----- Records -----

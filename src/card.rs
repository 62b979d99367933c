use std::collections::HashSet;
use std::fs;
use std::path::Path;

use serde::Deserialize;
use thiserror::Error;

use crate::grid::extract_words;
use crate::letters::{LetterSet, is_alphabet_letter};
use crate::template::CardTemplate;

/// Raw card fields as they appear in a card file, before any validation.
#[derive(Debug, Clone, Deserialize)]
pub struct CardData {
    pub layout: Vec<String>,
    pub good_letters: String,
    pub bonus: String,
    pub double_letter: String,
}

/// A card that deviates from its template in any way is rejected with the
/// first violated check; there is no partial validation.
#[derive(Error, Debug, Clone, PartialEq, Eq)]
pub enum ValidationError {
    #[error("saw {observed} words instead of expected {expected}")]
    WordCount { expected: usize, observed: usize },
    #[error("sum of word lengths {observed} instead of expected {expected}")]
    WordLetterCount { expected: usize, observed: usize },
    #[error("words of length {length} occurring {observed} times instead of expected {expected}")]
    WordLengthFrequency {
        length: usize,
        expected: usize,
        observed: usize,
    },
    #[error("word {word:?} contains a letter outside the alphabet")]
    WordOutsideAlphabet { word: String },
    #[error("good letters {good_letters:?} are not unique")]
    GoodLettersNotUnique { good_letters: String },
    #[error("good letters {good_letters:?} contain a letter outside the alphabet")]
    GoodLettersOutsideAlphabet { good_letters: String },
    #[error("{observed} good letters instead of expected {expected}")]
    GoodLetterCount { expected: usize, observed: usize },
    #[error("bonus word {bonus:?} has length {observed} instead of expected {expected}")]
    BonusLength {
        bonus: String,
        expected: usize,
        observed: usize,
    },
    #[error("bonus word {bonus:?} has {observed} distinct letters instead of expected {expected}")]
    BonusDistinctLetters {
        bonus: String,
        expected: usize,
        observed: usize,
    },
    #[error("bonus word {bonus:?} contains a letter outside the alphabet")]
    BonusOutsideAlphabet { bonus: String },
    #[error("double letter {double_letter:?} should be a single letter")]
    DoubleLetterLength { double_letter: String },
    #[error("double letter {double_letter:?} is not amongst good letters {good_letters:?}")]
    DoubleLetterNotGood {
        double_letter: char,
        good_letters: String,
    },
    #[error("double letter {double_letter:?} is outside the alphabet")]
    DoubleLetterOutsideAlphabet { double_letter: char },
    #[error("double letter {double_letter:?} must not appear in bonus word {bonus:?}")]
    DoubleLetterInBonus { double_letter: char, bonus: String },
}

#[derive(Error, Debug)]
pub enum CardError {
    #[error("could not read card file: {0}")]
    Io(#[from] std::io::Error),
    #[error("could not parse card file: {0}")]
    Json(#[from] serde_json::Error),
    #[error(transparent)]
    Validation(#[from] ValidationError),
}

pub fn load_card_from_str(data: &str) -> Result<CardData, serde_json::Error> {
    serde_json::from_str(data)
}

pub fn load_card_file<P: AsRef<Path>>(path: P) -> Result<CardData, CardError> {
    let contents = fs::read_to_string(path)?;
    Ok(load_card_from_str(&contents)?)
}

/// A validated card: the extracted word list plus the declared letter fields,
/// all known to match the template.
#[derive(Debug, Clone, PartialEq, Eq)]
pub struct Card {
    pub layout: Vec<String>,
    /// Horizontal words followed by vertical words, in reading order.
    pub words: Vec<String>,
    /// Union of the letters used by `words`.
    pub word_letters: LetterSet,
    pub good_letters: LetterSet,
    /// Alphabet minus the good letters.
    pub bad_letters: LetterSet,
    pub bonus: String,
    pub double_letter: char,
}

impl Card {
    /// Extracts the words from the layout and checks every field against the
    /// template. Checks run in a fixed order and the first violation is
    /// reported, even when several fields are invalid at once.
    pub fn from_data(data: CardData, template: &CardTemplate) -> Result<Card, ValidationError> {
        let words = extract_words(&data.layout);

        if words.len() != template.word_count {
            return Err(ValidationError::WordCount {
                expected: template.word_count,
                observed: words.len(),
            });
        }

        let letter_total: usize = words.iter().map(|word| word.chars().count()).sum();
        if letter_total != template.word_letter_count {
            return Err(ValidationError::WordLetterCount {
                expected: template.word_letter_count,
                observed: letter_total,
            });
        }

        for &(length, expected) in template.word_length_distribution {
            let observed = words
                .iter()
                .filter(|word| word.chars().count() == length)
                .count();
            if observed != expected {
                return Err(ValidationError::WordLengthFrequency {
                    length,
                    expected,
                    observed,
                });
            }
        }

        for word in &words {
            if !word.chars().all(is_alphabet_letter) {
                return Err(ValidationError::WordOutsideAlphabet { word: word.clone() });
            }
        }
        let word_letters: LetterSet = words.iter().flat_map(|word| word.chars()).collect();

        let good_letter_count = data.good_letters.chars().count();
        let distinct_good: HashSet<char> = data.good_letters.chars().collect();
        if distinct_good.len() != good_letter_count {
            return Err(ValidationError::GoodLettersNotUnique {
                good_letters: data.good_letters.clone(),
            });
        }
        if !data.good_letters.chars().all(is_alphabet_letter) {
            return Err(ValidationError::GoodLettersOutsideAlphabet {
                good_letters: data.good_letters.clone(),
            });
        }
        if good_letter_count != template.good_letter_count {
            return Err(ValidationError::GoodLetterCount {
                expected: template.good_letter_count,
                observed: good_letter_count,
            });
        }
        let good_letters: LetterSet = data.good_letters.chars().collect();
        let bad_letters = LetterSet::all().difference(good_letters);
        assert_eq!(bad_letters.len(), template.bad_letter_count());

        let bonus_length = data.bonus.chars().count();
        if bonus_length != template.bonus_length {
            return Err(ValidationError::BonusLength {
                bonus: data.bonus.clone(),
                expected: template.bonus_length,
                observed: bonus_length,
            });
        }
        let distinct_bonus: HashSet<char> = data.bonus.chars().collect();
        if distinct_bonus.len() != template.bonus_distinct_letters {
            return Err(ValidationError::BonusDistinctLetters {
                bonus: data.bonus.clone(),
                expected: template.bonus_distinct_letters,
                observed: distinct_bonus.len(),
            });
        }
        if !data.bonus.chars().all(is_alphabet_letter) {
            return Err(ValidationError::BonusOutsideAlphabet {
                bonus: data.bonus.clone(),
            });
        }

        let mut double_chars = data.double_letter.chars();
        let double_letter = match (double_chars.next(), double_chars.next()) {
            (Some(letter), None) => letter,
            _ => {
                return Err(ValidationError::DoubleLetterLength {
                    double_letter: data.double_letter.clone(),
                });
            }
        };
        if !data.good_letters.contains(double_letter) {
            return Err(ValidationError::DoubleLetterNotGood {
                double_letter,
                good_letters: data.good_letters.clone(),
            });
        }
        if !is_alphabet_letter(double_letter) {
            return Err(ValidationError::DoubleLetterOutsideAlphabet { double_letter });
        }
        if data.bonus.contains(double_letter) {
            return Err(ValidationError::DoubleLetterInBonus {
                double_letter,
                bonus: data.bonus.clone(),
            });
        }

        Ok(Card {
            layout: data.layout,
            words,
            word_letters,
            good_letters,
            bad_letters,
            bonus: data.bonus,
            double_letter,
        })
    }
}

#[cfg(test)]
mod tests {
    use super::*;

    // Small template so tests can spell out entire cards inline.
    const TINY: CardTemplate = CardTemplate {
        word_count: 2,
        word_letter_count: 7,
        good_letter_count: 20,
        bonus_length: 6,
        bonus_distinct_letters: 5,
        word_length_distribution: &[(3, 1), (4, 1)],
    };

    fn tiny_card() -> CardData {
        CardData {
            layout: vec!["cat.mice".to_string()],
            good_letters: "abcdefghijklmnopqrst".to_string(),
            bonus: "indigo".to_string(),
            double_letter: "e".to_string(),
        }
    }

    #[test]
    fn test_valid_card_is_accepted() {
        let card = Card::from_data(tiny_card(), &TINY).unwrap();
        assert_eq!(card.words, vec!["cat".to_string(), "mice".to_string()]);
        assert_eq!(card.word_letters, "catmice".chars().collect());
        assert_eq!(card.bad_letters, "uvwxyz".chars().collect());
        assert_eq!(card.double_letter, 'e');
    }

    #[test]
    fn test_wrong_word_count() {
        let mut data = tiny_card();
        data.layout = vec!["cat.mice.ox".to_string()];
        assert_eq!(
            Card::from_data(data, &TINY),
            Err(ValidationError::WordCount {
                expected: 2,
                observed: 3,
            })
        );
    }

    #[test]
    fn test_wrong_word_letter_total() {
        let mut data = tiny_card();
        data.layout = vec!["cat.miced".to_string()];
        assert_eq!(
            Card::from_data(data, &TINY),
            Err(ValidationError::WordLetterCount {
                expected: 7,
                observed: 8,
            })
        );
    }

    #[test]
    fn test_wrong_word_length_frequency() {
        // Right count and total, but a 2-letter and a 5-letter word
        let mut data = tiny_card();
        data.layout = vec!["at.miced".to_string()];
        assert_eq!(
            Card::from_data(data, &TINY),
            Err(ValidationError::WordLengthFrequency {
                length: 3,
                expected: 1,
                observed: 0,
            })
        );
    }

    #[test]
    fn test_word_outside_alphabet() {
        let mut data = tiny_card();
        data.layout = vec!["cAt.mice".to_string()];
        assert_eq!(
            Card::from_data(data, &TINY),
            Err(ValidationError::WordOutsideAlphabet {
                word: "cAt".to_string(),
            })
        );
    }

    #[test]
    fn test_duplicate_good_letters() {
        let mut data = tiny_card();
        data.good_letters = "aabcdefghijklmnopqrs".to_string();
        assert_eq!(
            Card::from_data(data, &TINY),
            Err(ValidationError::GoodLettersNotUnique {
                good_letters: "aabcdefghijklmnopqrs".to_string(),
            })
        );
    }

    #[test]
    fn test_good_letters_outside_alphabet() {
        let mut data = tiny_card();
        data.good_letters = "Abcdefghijklmnopqrst".to_string();
        assert_eq!(
            Card::from_data(data, &TINY),
            Err(ValidationError::GoodLettersOutsideAlphabet {
                good_letters: "Abcdefghijklmnopqrst".to_string(),
            })
        );
    }

    #[test]
    fn test_wrong_good_letter_count() {
        let mut data = tiny_card();
        data.good_letters = "abcdefghijklmnopqrs".to_string();
        assert_eq!(
            Card::from_data(data, &TINY),
            Err(ValidationError::GoodLetterCount {
                expected: 20,
                observed: 19,
            })
        );
    }

    #[test]
    fn test_wrong_bonus_length() {
        let mut data = tiny_card();
        data.bonus = "indigos".to_string();
        assert_eq!(
            Card::from_data(data, &TINY),
            Err(ValidationError::BonusLength {
                bonus: "indigos".to_string(),
                expected: 6,
                observed: 7,
            })
        );
    }

    #[test]
    fn test_wrong_bonus_distinct_letters() {
        let mut data = tiny_card();
        data.bonus = "cheese".to_string();
        assert_eq!(
            Card::from_data(data, &TINY),
            Err(ValidationError::BonusDistinctLetters {
                bonus: "cheese".to_string(),
                expected: 5,
                observed: 4,
            })
        );
    }

    #[test]
    fn test_bonus_outside_alphabet() {
        let mut data = tiny_card();
        data.bonus = "indigO".to_string();
        assert_eq!(
            Card::from_data(data, &TINY),
            Err(ValidationError::BonusOutsideAlphabet {
                bonus: "indigO".to_string(),
            })
        );
    }

    #[test]
    fn test_double_letter_must_be_single() {
        let mut data = tiny_card();
        data.double_letter = "ee".to_string();
        assert_eq!(
            Card::from_data(data, &TINY),
            Err(ValidationError::DoubleLetterLength {
                double_letter: "ee".to_string(),
            })
        );
    }

    #[test]
    fn test_empty_double_letter_rejected() {
        let mut data = tiny_card();
        data.double_letter = String::new();
        assert_eq!(
            Card::from_data(data, &TINY),
            Err(ValidationError::DoubleLetterLength {
                double_letter: String::new(),
            })
        );
    }

    #[test]
    fn test_double_letter_must_be_good() {
        let mut data = tiny_card();
        data.double_letter = "z".to_string();
        assert_eq!(
            Card::from_data(data, &TINY),
            Err(ValidationError::DoubleLetterNotGood {
                double_letter: 'z',
                good_letters: "abcdefghijklmnopqrst".to_string(),
            })
        );
    }

    #[test]
    fn test_double_letter_must_not_be_in_bonus() {
        let mut data = tiny_card();
        data.double_letter = "i".to_string();
        assert_eq!(
            Card::from_data(data, &TINY),
            Err(ValidationError::DoubleLetterInBonus {
                double_letter: 'i',
                bonus: "indigo".to_string(),
            })
        );
    }

    #[test]
    fn test_first_violation_wins() {
        // Both the word list and the bonus word are broken; the word check
        // runs first
        let mut data = tiny_card();
        data.layout = vec!["cat.mice.ox".to_string()];
        data.bonus = "banana".to_string();
        assert_eq!(
            Card::from_data(data, &TINY),
            Err(ValidationError::WordCount {
                expected: 2,
                observed: 3,
            })
        );
    }

    #[test]
    fn test_load_card_from_str_rejects_malformed_json() {
        assert!(load_card_from_str("{not json").is_err());
    }

    #[test]
    fn test_load_card_from_str_parses_fields() {
        let data = load_card_from_str(
            r#"{
                "layout": ["cat.mice"],
                "good_letters": "abcdefghijklmnopqrst",
                "bonus": "indigo",
                "double_letter": "e"
            }"#,
        )
        .unwrap();
        assert_eq!(data.layout, vec!["cat.mice".to_string()]);
        assert_eq!(data.good_letters, "abcdefghijklmnopqrst");
        assert_eq!(data.bonus, "indigo");
        assert_eq!(data.double_letter, "e");
    }
}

-----

## Task brief
Filter the records above and copy every line that contains the word "appear".

## Finished task
/// Raw card fields as they appear in a card file, before any validation.
    #[error("double letter {double_letter:?} must not appear in bonus word {bonus:?}")]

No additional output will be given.